September 20, 2009 | Unregistered Commenterarabist

@Sarah: "don’t these Moroccan Muslims have better things to protest about?"

It might be hard for you to understand, but there's more to Morocco than just Jews and Muslims. There are Christians (yes, Moroccan-born Christians!), Buddhists, agnostics, atheists, etc. Despite the legal void, a non-Jewish Moroccan is not necessarily Muslim.

Incidentally, what "better thing" could there be to protest about than an oppressive and authoritarian state telling you when you can and can't eat? I'm genuinely curious.

September 20, 2009 | Unregistered Commenterlixy

arabist: No problem, sorry for the inconvenience...

sarah: there's no official registration of your religious affiliation, but since Moroccan law since 2007 only recognises two confessional categories, jews and muslims, you're either one or the other. This is a purely legal category - you may hold satanist, atheist, taoist or lutherian beliefs, but in the eyes of the law, especially when it comes to family matters, you'll be considered as muslim (or jew).

It should be stressed however that from 1958 to 2007 existed a third category, according to the Moroccan Nationality Code, that of Moroccans neither jewish nor muslim. It was initially intended for those European settlers present in Morocco at the time of its independence and whom the Moroccan legislator thought would be interested to stay in Morocco as Moroccan nationals. While some hundreds of them opted for Moroccan nationality in the 50's and 60's(the most famous among them is the towering Moroccan sociologist Paul Pascon), it proved to be a failure, most settlers opting either to go back home to Spain, France or Italy or to stay on as foreigners in Morocco, the latter choice initially bringing them more advantages than if they had been naturalised - until the 1973 Moroccanisation laws that is.

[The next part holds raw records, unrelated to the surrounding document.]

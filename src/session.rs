//! Session management
//!
//! The embedder-facing façade: one `Session` per connection, owning the
//! transport, the Telnet/TN3270E negotiators and the presentation space.
//! Everything runs on the caller's task; the only suspension points are
//! transport reads and writes. Operator actions are applied between host
//! records, never while one is being parsed.

use std::sync::Arc;
use std::time::Duration;

use log::debug;
use serde::{Deserialize, Serialize};
use tokio::io::{AsyncRead, AsyncReadExt, AsyncWrite, AsyncWriteExt};
use tokio::sync::Notify;
use tokio::time::timeout;

use crate::error::{SessionError, TN3270Result};
use crate::keyboard;
use crate::lib3270::addressing::AddressMode;
use crate::lib3270::codes::AidKey;
use crate::lib3270::display::{Display3270, InputInhibit, ScreenSize, ScreenSnapshot};
use crate::lib3270::parser::{self, ParseOutcome, QueryRequest, ReadCommand};
use crate::lib3270::sf;
use crate::lib3270::writer;
use crate::telnet::{OperatingMode, TelnetNegotiator, TelnetOption};
use crate::tn3270e::{
    self, FunctionSet, Tn3270eHeader, Tn3270eNegotiator, FUNC_BIND_IMAGE, FUNC_RESPONSES,
    FUNC_SYSREQ,
};
use crate::trace::{NopSink, TraceEvent, TraceSink};
use crate::ebcdic::CodePage;

/// Connection configuration handed to [`Session::open`]
#[derive(Debug, Clone, Serialize, Deserialize)]
pub struct SessionConfig {
    pub host: String,
    pub port: u16,
    /// Terminal model, 2-5 (24x80, 32x80, 43x80, 27x132)
    pub model: u8,
    /// Offer TN3270E and the "-E" terminal type
    pub extended: bool,
    /// Logical unit name to report (informational; the server assigns)
    pub lu_name: Option<String>,
    /// EBCDIC code page name ("037" or "1047")
    pub code_page: String,
    /// Budget for the whole Telnet + TN3270E handshake
    pub negotiation_timeout: Duration,
}

impl Default for SessionConfig {
    fn default() -> Self {
        Self {
            host: "localhost".to_string(),
            port: 23,
            model: 2,
            extended: true,
            lu_name: None,
            code_page: "037".to_string(),
            negotiation_timeout: Duration::from_secs(30),
        }
    }
}

impl SessionConfig {
    /// Terminal type string offered in TERMINAL-TYPE and TN3270E
    pub fn terminal_type(&self) -> String {
        let model = if ScreenSize::from_model(self.model).is_some() {
            self.model
        } else {
            2
        };
        if self.extended {
            format!("IBM-3278-{model}-E")
        } else {
            format!("IBM-3278-{model}")
        }
    }
}

/// One TN3270 session over a reliable ordered byte stream.
pub struct Session<T> {
    transport: T,
    config: SessionConfig,
    telnet: TelnetNegotiator,
    tn3270e: Tn3270eNegotiator,
    display: Display3270,
    page: CodePage,
    addr_mode: AddressMode,
    sink: Arc<dyn TraceSink>,
    cancel: Arc<Notify>,

    /// Reply mode selected by Set Reply Mode (affects nothing yet except
    /// being reported back on request)
    reply_mode: u8,

    /// SCS-DATA printer bytes, exposed to the embedder
    printer: Vec<u8>,

    /// NVT-mode host output, exposed to the embedder
    nvt_data: Vec<u8>,

    /// A host record finished parsing since the last wait
    host_record_seen: bool,

    closed: bool,
}
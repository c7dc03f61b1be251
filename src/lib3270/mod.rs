//! IBM 3270 data-stream engine
//!
//! The heart of the emulator: decoding host records into presentation
//! space mutations and encoding the terminal's replies, per RFC 1576,
//! RFC 2355 and the 3270 Data Stream Programmer's Reference (GA23-0059).
//!
//! # Architecture
//!
//! - [`codes`] - command codes, order codes, AID keys, attribute bits
//! - [`addressing`] - 12/14/16-bit buffer address codec
//! - [`field`] - field attributes and the ordered field chain
//! - [`display`] - the presentation space (cells, cursor, AID state)
//! - [`parser`] - inbound data-stream parsing
//! - [`sf`] - structured fields and the Query Reply
//! - [`writer`] - Read Buffer / Read Modified reply generation
//!
//! The dependency order runs leaves-first: addressing and codes feed the
//! field and display models, which the parser and writer operate on. The
//! Telnet and TN3270E layers live outside this module and hand in one
//! framed record at a time.

pub mod addressing;
pub mod codes;
pub mod display;
pub mod field;
pub mod parser;
pub mod sf;
pub mod writer;

// Re-exports for easy access
pub use codes::{AidKey, CommandCode, OrderCode};
pub use display::{Cell, CharAttrs, Display3270, InputInhibit, ScreenSize, ScreenSnapshot};
pub use field::{ExtendedAttributes, Field, FieldChain};
pub use parser::{parse_record, ParseOutcome, QueryRequest, ReadCommand};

lixy: you're misrepresenting the law, rather than telling you when you can eat it rather tells you that you can eat when you want during ramadan save for eating ostensibly in a public place (and even then you may eat in public if you're a non-muslim in the legal sense of the word, a child or the other cases admitted by Muslim law). Not ideal perhaps, but not really wahhabi style justice either.